(Dataset records)
·····
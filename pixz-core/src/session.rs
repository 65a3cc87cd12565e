//! Session (ADDED): the one value shared between the write-side splitter
//! thread and the main thread's merger, replacing original pixz's
//! process-global `gFileIndex`/`gLastFile` linked list.
//!
//! Grounded on SPEC_FULL.md §9 "Global mutable state": the rewrite collects
//! what the original scattered across process globals into explicit fields
//! passed into the threads that need them, rather than true statics.

use std::sync::{Arc, Mutex};

/// One `(path, offset)` pair recorded as tar members are discovered by the
/// write-side splitter (C7). See SPEC_FULL.md §3 "File-index entry".
#[derive(Debug, Clone, PartialEq, Eq)]
pub struct FileIndexEntry {
    /// Tar member path, as stored in the tar header (not the file-index's
    /// own NUL-terminated wire encoding).
    pub path: Vec<u8>,
    /// Uncompressed tar-stream offset of this member's header.
    pub offset: u64,
}

/// Returns whether `path`'s basename begins with `._`, marking it as a tar
/// "copyfile" / extended-header companion entry rather than a real member.
#[must_use]
pub fn is_multi_header(path: &[u8]) -> bool {
    let basename = path.rsplit(|&b| b == b'/').next().unwrap_or(path);
    basename.starts_with(b"._")
}

/// Accumulates file-index entries as the write-side splitter walks tar
/// headers, coalescing multi-header companions onto the entry that follows
/// them (SPEC_FULL.md §3, grounded on original pixz's `add_file`).
#[derive(Debug, Default)]
pub struct FileIndexBuilder {
    entries: Vec<FileIndexEntry>,
    pending_offset: Option<u64>,
}

impl FileIndexBuilder {
    /// Creates an empty builder.
    #[must_use]
    pub fn new() -> Self {
        Self::default()
    }

    /// Records one tar member header at `offset`.
    ///
    /// A `._`-prefixed basename records its offset as pending and is not
    /// added as its own entry; the next non-multi-header entry adopts that
    /// pending offset instead of its own.
    pub fn add_file(&mut self, offset: u64, path: Vec<u8>) {
        if is_multi_header(&path) {
            if self.pending_offset.is_none() {
                self.pending_offset = Some(offset);
            }
            return;
        }
        let offset = self.pending_offset.take().unwrap_or(offset);
        self.entries.push(FileIndexEntry { path, offset });
    }

    /// Entries recorded so far, not yet terminated.
    #[must_use]
    pub fn entries(&self) -> &[FileIndexEntry] {
        &self.entries
    }

    /// Consumes the builder, appending the terminal empty-path entry whose
    /// offset is the total uncompressed size (SPEC_FULL.md §3).
    #[must_use]
    pub fn finish(mut self, total_size: u64) -> Vec<FileIndexEntry> {
        self.entries.push(FileIndexEntry {
            path: Vec::new(),
            offset: total_size,
        });
        self.entries
    }
}

/// Shared state threaded between the write-side splitter thread and the
/// main thread's merger for a single compress run.
///
/// The splitter locks [`Session::file_index`] to append entries as it
/// parses tar headers; the merger locks it exactly once, after
/// [`crate::pipeline::Pipeline::join`] has returned, to read the finished
/// list — the thread join is the happens-before edge the original relied on
/// implicitly via `pthread_join`.
#[derive(Clone, Default)]
pub struct Session {
    file_index: Arc<Mutex<FileIndexBuilder>>,
}

impl Session {
    /// Creates a fresh session with an empty file-index builder.
    #[must_use]
    pub fn new() -> Self {
        Self::default()
    }

    /// Handle to the shared file-index builder.
    #[must_use]
    pub fn file_index(&self) -> &Arc<Mutex<FileIndexBuilder>> {
        &self.file_index
    }
}
/// Fill an `lzma_options_lzma` struct from a numeric preset via `lzma_lzma_preset`.
///
/// Returns `Error::OptionsError` if the preset is not supported by the linked liblzma,
/// mirroring the `lzma_bool` return convention (`true` means error for this one function).
pub(crate) fn lzma_lzma_preset(
    options: &mut liblzma_sys::lzma_options_lzma,
    preset: u32,
) -> Result<()> {
    // SAFETY: `options` is a valid, writable `lzma_options_lzma`.
    let is_error = unsafe { liblzma_sys::lzma_lzma_preset(options, preset) };
    if is_error != 0 {
        return Err(Error::OptionsError);
    }
    Ok(())
}

/// Initialise a legacy `.lzma` encoder via `lzma_alone_encoder`.
pub(crate) fn lzma_alone_encoder(
    options: &liblzma_sys::lzma_options_lzma,
    stream: &mut Stream,
) -> Result<()> {
    // SAFETY: The stream is valid and not already initialized. `options` outlives the call.
    let ret = unsafe { liblzma_sys::lzma_alone_encoder(stream.lzma_stream(), options) };
    result_from_lzma_ret(ret, ())
}

/// Decode an XZ Stream Header into [`StreamFlags`].
pub(crate) fn decode_stream_header_flags(
    input: &[u8; crate::stream::HEADER_SIZE],
) -> Result<StreamFlags> {
    // SAFETY: `raw` is zero-initialized and fully populated by liblzma on success.
    let mut raw: liblzma_sys::lzma_stream_flags = unsafe { std::mem::zeroed() };
    let ret = unsafe { liblzma_sys::lzma_stream_header_decode(&mut raw, input.as_ptr()) };
    result_from_lzma_ret(ret, ())?;
    // SAFETY: `raw` was just populated by a successful decode call.
    unsafe { StreamFlags::from_raw(&raw) }.ok_or(Error::ProgError)
}

/// Decode an XZ Stream Footer into [`StreamFlags`].
pub(crate) fn decode_stream_footer_flags(
    input: &[u8; crate::stream::HEADER_SIZE],
) -> Result<StreamFlags> {
    // SAFETY: `raw` is zero-initialized and fully populated by liblzma on success.
    let mut raw: liblzma_sys::lzma_stream_flags = unsafe { std::mem::zeroed() };
    let ret = unsafe { liblzma_sys::lzma_stream_footer_decode(&mut raw, input.as_ptr()) };
    result_from_lzma_ret(ret, ())?;
    // SAFETY: `raw` was just populated by a successful decode call.
    unsafe { StreamFlags::from_raw(&raw) }.ok_or(Error::ProgError)
}

/// Compare decoded Stream Header and Stream Footer flags via `lzma_stream_flags_compare`.
pub(crate) fn compare_stream_header_footer(
    header: &[u8; crate::stream::HEADER_SIZE],
    footer: &[u8; crate::stream::HEADER_SIZE],
) -> Result<()> {
    // SAFETY: both buffers are zero-initialized then populated by successful decode calls.
    let mut header_flags: liblzma_sys::lzma_stream_flags = unsafe { std::mem::zeroed() };
    let mut footer_flags: liblzma_sys::lzma_stream_flags = unsafe { std::mem::zeroed() };
    result_from_lzma_ret(
        unsafe { liblzma_sys::lzma_stream_header_decode(&mut header_flags, header.as_ptr()) },
        (),
    )?;
    result_from_lzma_ret(
        unsafe { liblzma_sys::lzma_stream_footer_decode(&mut footer_flags, footer.as_ptr()) },
        (),
    )?;
    // SAFETY: both structs are populated and valid for the duration of this call.
    let ret = unsafe { liblzma_sys::lzma_stream_flags_compare(&header_flags, &footer_flags) };
    result_from_lzma_ret(ret, ())
}

/// Encode a Stream Header or Stream Footer via `lzma_stream_header_encode`/`lzma_stream_footer_encode`.
///
/// `backward_size` distinguishes the two: `None` produces a header, `Some(size)` a footer whose
/// Index field is `size` bytes long.
pub(crate) fn encode_stream_edge(
    check: encoder::options::IntegrityCheck,
    backward_size: Option<u64>,
) -> Result<[u8; crate::stream::HEADER_SIZE]> {
    const LZMA_VLI_UNKNOWN: u64 = u64::MAX;
    let flags = liblzma_sys::lzma_stream_flags {
        version: 0,
        backward_size: backward_size.unwrap_or(LZMA_VLI_UNKNOWN),
        check: check.into(),
        reserved_enum1: liblzma_sys::lzma_reserved_enum_LZMA_RESERVED_ENUM,
        reserved_enum2: liblzma_sys::lzma_reserved_enum_LZMA_RESERVED_ENUM,
        reserved_enum3: liblzma_sys::lzma_reserved_enum_LZMA_RESERVED_ENUM,
        reserved_enum4: liblzma_sys::lzma_reserved_enum_LZMA_RESERVED_ENUM,
        reserved_bool1: 0,
        reserved_bool2: 0,
        reserved_bool3: 0,
        reserved_bool4: 0,
        reserved_bool5: 0,
        reserved_bool6: 0,
        reserved_bool7: 0,
        reserved_bool8: 0,
        reserved_int1: 0,
        reserved_int2: 0,
    };
    let mut buf = [0u8; crate::stream::HEADER_SIZE];
    let ret = match backward_size {
        // SAFETY: `buf` has exactly `LZMA_STREAM_HEADER_SIZE` bytes as required by liblzma.
        None => unsafe { liblzma_sys::lzma_stream_header_encode(&flags, buf.as_mut_ptr()) },
        // SAFETY: same as above.
        Some(_) => unsafe { liblzma_sys::lzma_stream_footer_encode(&flags, buf.as_mut_ptr()) },
    };
    result_from_lzma_ret(ret, buf)
}

/// Build an empty `lzma_index` via `lzma_index_init`.
pub(crate) fn lzma_index_init() -> Result<Index> {
    // SAFETY: passing a null allocator asks liblzma to use its default allocator.
    let ptr = unsafe { liblzma_sys::lzma_index_init(std::ptr::null_mut(), std::ptr::null()) };
    // SAFETY: `ptr` was just returned by liblzma; ownership transfers to `Index`.
    unsafe { Index::from_raw(ptr, None) }.ok_or(Error::MemError)
}

/// Append one block's sizes to an `lzma_index` via `lzma_index_append`.
pub(crate) fn lzma_index_append(
    index: &mut Index,
    unpadded_size: u64,
    uncompressed_size: u64,
) -> Result<()> {
    // SAFETY: the index pointer is valid and owned by the caller.
    let ret = unsafe {
        liblzma_sys::lzma_index_append(
            index.as_mut_ptr(),
            std::ptr::null(),
            unpadded_size,
            uncompressed_size,
        )
    };
    result_from_lzma_ret(ret, ())
}

/// Concatenate `other` onto the end of `index` via `lzma_index_cat`.
///
/// On success `other` has been consumed by liblzma and must not be dropped by its
/// `ManuallyDrop` wrapper.
pub(crate) fn lzma_index_cat(
    index: &mut Index,
    other: &mut std::mem::ManuallyDrop<Index>,
    allocator: Option<&crate::stream::LzmaAllocator>,
) -> Result<()> {
    let allocator_ptr = allocator.map_or(std::ptr::null(), crate::stream::LzmaAllocator::as_ptr);
    // SAFETY: both index pointers are valid; liblzma takes ownership of `other` on success.
    let ret = unsafe {
        liblzma_sys::lzma_index_cat(index.as_mut_ptr(), other.as_mut_ptr(), allocator_ptr)
    };
    result_from_lzma_ret(ret, ())
}

/// Set this index's Stream Flags (the integrity check in use) via `lzma_index_stream_flags`.
pub(crate) fn lzma_index_stream_flags(index: &mut Index, flags: &StreamFlags) -> Result<()> {
    let raw = flags.to_raw();
    // SAFETY: the index pointer is valid; `raw` lives for the duration of the call.
    let ret = unsafe { liblzma_sys::lzma_index_stream_flags(index.as_mut_ptr(), &raw) };
    result_from_lzma_ret(ret, ())
}

/// Set this index's Stream Padding size via `lzma_index_stream_padding`.
pub(crate) fn lzma_index_stream_padding(index: &mut Index, padding: u64) -> Result<()> {
    // SAFETY: the index pointer is valid and owned by the caller.
    let ret = unsafe { liblzma_sys::lzma_index_stream_padding(index.as_mut_ptr(), padding) };
    result_from_lzma_ret(ret, ())
}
·····
From the records above, pull every line that carries the word "Some".

RESPONSE TO THIS TASK:
                self.pending_offset = Some(offset);
/// `backward_size` distinguishes the two: `None` produces a header, `Some(size)` a footer whose
        Some(_) => unsafe { liblzma_sys::lzma_stream_footer_encode(&flags, buf.as_mut_ptr()) },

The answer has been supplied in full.